I'm glad you got to damage the system before you left it.
The H1B's are the facilitators for offshore (Score:5, Interesting)
When I last dealt with these contracting firms, and when the model was at its worst for us, we would have a few full time employees scoping and drafting up the project. There would be an onshore contracting lead, an offshore contracting lead, and then the offshore team.
Those multiple layers allowed them to jack up the charges, insist they needed more contractors on each project, and hide the quality of the contractors we were given. I was extremely confident we were getting very low quality engineers with barely any experience and the majority of the actual work was being done by that offshore lead. Unfortunately we were being driven to push more and more work to contractors at that time until it all blew up and they reversed course bringing everything back in house.
We do have an offshore captive presence today but they are all full time employees now, not contractors. We also have better alignment where my quality of life isn't suffering because of having to do early AM and late PM calls with offshore.

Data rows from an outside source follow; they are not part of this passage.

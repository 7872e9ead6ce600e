// binder.rs — Resolve a parsed policy against a resource kind's catalog.
//
// Binding checks every `input.<Property>` reference against the descriptor,
// type-checks each comparison, and coerces literals to the declared property
// type. Coercions that change a literal's type are allowed but reported as
// warnings; anything that cannot be coerced is an error.
//
// Binding never stops at the first problem: all statements are visited so the
// author sees every unknown property in one pass.

use std::collections::BTreeSet;

use crate::ast::{CompareOp, Comparison, Expr, Literal, LiteralValue, Operand, PolicyAst, PropertyPath};
use crate::diagnostic::{Diagnostic, DiagnosticCode, Span};
use crate::engine::{BoundComparison, BoundExpr, BoundOperand, BoundStatement, PropertyRef};
use crate::resource::{format_number, PropertyType, PropertyValue, ResourceDescriptor};

/// Bind every statement of `ast`. Returns `None` if any error was reported.
pub(crate) fn bind(
    ast: &PolicyAst,
    descriptor: &ResourceDescriptor,
    source: &str,
    diagnostics: &mut Vec<Diagnostic>,
) -> Option<Vec<BoundStatement>> {
    let mut binder = Binder {
        descriptor,
        diagnostics,
        failed: false,
    };
    let statements: Vec<Option<BoundStatement>> = ast
        .statements
        .iter()
        .map(|statement| {
            binder.expr(&statement.expr).map(|expr| BoundStatement {
                expr,
                text: source
                    .get(statement.span.start..statement.span.end)
                    .unwrap_or_default()
                    .to_string(),
            })
        })
        .collect();

    if binder.failed {
        return None;
    }
    statements.into_iter().collect()
}

struct Binder<'a> {
    descriptor: &'a ResourceDescriptor,
    diagnostics: &'a mut Vec<Diagnostic>,
    failed: bool,
}

impl<'a> Binder<'a> {
    fn error(&mut self, code: DiagnosticCode, message: String, span: Span) {
        self.failed = true;
        self.diagnostics.push(Diagnostic::error(code, message, span));
    }

    fn warning(&mut self, code: DiagnosticCode, message: String, span: Span) {
        self.diagnostics.push(Diagnostic::warning(code, message, span));
    }

    fn expr(&mut self, expr: &Expr) -> Option<BoundExpr> {
        match expr {
            Expr::And(terms) => {
                let bound: Vec<Option<BoundExpr>> = terms.iter().map(|t| self.expr(t)).collect();
                bound.into_iter().collect::<Option<Vec<_>>>().map(BoundExpr::And)
            }
            Expr::Compare(comparison) => self.comparison(comparison).map(BoundExpr::Compare),
        }
    }

    fn comparison(&mut self, comparison: &Comparison) -> Option<BoundComparison> {
        // Resolve both sides before bailing out so both get reported.
        let left = self.property(&comparison.left);
        let right = match &comparison.right {
            Operand::Path(path) => self.property(path),
            _ => None,
        };
        let left = left?;
        let op = comparison.op;

        let operand = match &comparison.right {
            Operand::Path(path) => {
                let right = right?;
                self.check_property_operand(&left, op, &right, path.span)?;
                BoundOperand::Property(right)
            }
            Operand::Literal(literal) => self.literal_operand(&left, op, literal, comparison.op_span)?,
            Operand::List { items, span } => {
                self.list_operand(&left, op, items, *span, comparison.op_span)?
            }
        };

        Some(BoundComparison {
            property: left,
            op,
            operand,
        })
    }

    fn property(&mut self, path: &PropertyPath) -> Option<PropertyRef> {
        let first = path.segments.first()?;
        let Some(descriptor) = self.descriptor.property_named(&first.name) else {
            let suggestion = self
                .descriptor
                .property_like(&first.name)
                .map(|p| format!("; did you mean '{}'?", p.name))
                .unwrap_or_default();
            self.error(
                DiagnosticCode::UnknownProperty,
                format!(
                    "unknown property '{}' on resource type '{}'{}",
                    first.name, self.descriptor.kind, suggestion
                ),
                first.span,
            );
            return None;
        };

        if let Some(member) = path.segments.get(1) {
            self.error(
                DiagnosticCode::NestedProperty,
                format!(
                    "property '{}' is a {} and has no member '{}'",
                    descriptor.name, descriptor.property_type, member.name
                ),
                member.span,
            );
            return None;
        }

        Some(PropertyRef {
            name: descriptor.name.clone(),
            property_type: descriptor.property_type,
        })
    }

    fn check_property_operand(
        &mut self,
        left: &PropertyRef,
        op: CompareOp,
        right: &PropertyRef,
        span: Span,
    ) -> Option<()> {
        use PropertyType::*;
        let ok = match op {
            CompareOp::Eq | CompareOp::NotEq => left.property_type == right.property_type,
            CompareOp::EqIgnoreCase | CompareOp::NotEqIgnoreCase => {
                left.property_type == String && right.property_type == String
            }
            CompareOp::Lt | CompareOp::LtEq | CompareOp::Gt | CompareOp::GtEq => {
                left.property_type == right.property_type
                    && matches!(left.property_type, Number | String)
            }
            CompareOp::In => left.property_type == String && right.property_type == StringSet,
            CompareOp::Contains => {
                matches!(left.property_type, String | StringSet) && right.property_type == String
            }
        };
        if ok {
            return Some(());
        }
        self.error(
            DiagnosticCode::TypeMismatch,
            format!(
                "cannot apply '{}' to '{}' ({}) and '{}' ({})",
                op, left.name, left.property_type, right.name, right.property_type
            ),
            span,
        );
        None
    }

    fn literal_operand(
        &mut self,
        left: &PropertyRef,
        op: CompareOp,
        literal: &Literal,
        op_span: Span,
    ) -> Option<BoundOperand> {
        let target = match op {
            CompareOp::In => {
                self.error(
                    DiagnosticCode::InvalidOperator,
                    "'in' expects a list such as [\"a\", \"b\"] or a string set property"
                        .to_string(),
                    literal.span,
                );
                return None;
            }
            CompareOp::Contains | CompareOp::EqIgnoreCase | CompareOp::NotEqIgnoreCase => {
                let allowed = if op == CompareOp::Contains {
                    matches!(left.property_type, PropertyType::String | PropertyType::StringSet)
                } else {
                    left.property_type == PropertyType::String
                };
                if !allowed {
                    self.invalid_operator(left, op, op_span);
                    return None;
                }
                PropertyType::String
            }
            _ if op.is_ordering() => {
                if !matches!(left.property_type, PropertyType::Number | PropertyType::String) {
                    self.invalid_operator(left, op, op_span);
                    return None;
                }
                left.property_type
            }
            _ => {
                if left.property_type == PropertyType::StringSet {
                    self.error(
                        DiagnosticCode::TypeMismatch,
                        format!(
                            "'{}' is a string set; compare it with a list such as [\"a\"] or use 'contains'",
                            left.name
                        ),
                        literal.span,
                    );
                    return None;
                }
                left.property_type
            }
        };
        self.coerce(literal, target, &left.name).map(BoundOperand::Value)
    }

    fn list_operand(
        &mut self,
        left: &PropertyRef,
        op: CompareOp,
        items: &[Literal],
        span: Span,
        op_span: Span,
    ) -> Option<BoundOperand> {
        match op {
            CompareOp::In if left.property_type != PropertyType::StringSet => {
                let values: Vec<Option<PropertyValue>> = items
                    .iter()
                    .map(|item| self.coerce(item, left.property_type, &left.name))
                    .collect();
                values
                    .into_iter()
                    .collect::<Option<Vec<_>>>()
                    .map(BoundOperand::List)
            }
            CompareOp::Eq | CompareOp::NotEq if left.property_type == PropertyType::StringSet => {
                let values: Vec<Option<PropertyValue>> = items
                    .iter()
                    .map(|item| self.coerce(item, PropertyType::String, &left.name))
                    .collect();
                let set: Option<BTreeSet<std::string::String>> = values
                    .into_iter()
                    .map(|v| match v {
                        Some(PropertyValue::String(s)) => Some(s),
                        _ => None,
                    })
                    .collect();
                set.map(|s| BoundOperand::Value(PropertyValue::StringSet(s)))
            }
            CompareOp::In => {
                self.invalid_operator(left, op, op_span);
                None
            }
            _ => {
                self.error(
                    DiagnosticCode::TypeMismatch,
                    format!(
                        "a list can only be used with 'in', or compared to a string set; '{}' is a {}",
                        left.name, left.property_type
                    ),
                    span,
                );
                None
            }
        }
    }

    fn invalid_operator(&mut self, left: &PropertyRef, op: CompareOp, span: Span) {
        self.error(
            DiagnosticCode::InvalidOperator,
            format!(
                "operator '{}' cannot be applied to '{}' ({})",
                op, left.name, left.property_type
            ),
            span,
        );
    }

    /// Convert a literal to `target`, warning when its written type differs.
    fn coerce(&mut self, literal: &Literal, target: PropertyType, property: &str) -> Option<PropertyValue> {
        let converted = match (&literal.value, target) {
            (LiteralValue::Number(n), PropertyType::Number) => return Some(PropertyValue::Number(*n)),
            (LiteralValue::String(s), PropertyType::String) => {
                return Some(PropertyValue::String(s.clone()))
            }
            (LiteralValue::Boolean(b), PropertyType::Boolean) => {
                return Some(PropertyValue::Boolean(*b))
            }
            (LiteralValue::String(s), PropertyType::Number) => {
                s.trim().parse::<f64>().ok().map(PropertyValue::Number)
            }
            (LiteralValue::Number(n), PropertyType::String) => {
                Some(PropertyValue::String(format_number(*n)))
            }
            (LiteralValue::Boolean(b), PropertyType::String) => {
                Some(PropertyValue::String(b.to_string()))
            }
            (LiteralValue::String(s), PropertyType::Boolean) => {
                if s.eq_ignore_ascii_case("true") {
                    Some(PropertyValue::Boolean(true))
                } else if s.eq_ignore_ascii_case("false") {
                    Some(PropertyValue::Boolean(false))
                } else {
                    None
                }
            }
            _ => None,
        };

        match converted {
            Some(value) => {
                self.warning(
                    DiagnosticCode::ImplicitConversion,
                    format!(
                        "literal {} converted to {} to match property '{}'",
                        literal.value, target, property
                    ),
                    literal.span,
                );
                Some(value)
            }
            None => {
                self.error(
                    DiagnosticCode::TypeMismatch,
                    format!(
                        "literal {} cannot be compared with '{}' ({})",
                        literal.value, property, target
                    ),
                    literal.span,
                );
                None
            }
        }
    }
}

Jacking up the price of H1B's will impact that onshore/offshore contracting lead model which will make the costs less desirable to companies and potentially removing their ability to field the onshore leads who mask what is really happening offshore.
I think for any company that truly is using H1B's to bring in talented workers who they want to employ it will encourage them to sponsor green card applications with a higher frequency rather than using the H1B model to keep workers as indentured servants. I'm good with that because someone coming in on a green card has the option to compete in the market and receive market rates. It may even cause companies to consider going back to hiring local talent and *gasp* actually doing career development.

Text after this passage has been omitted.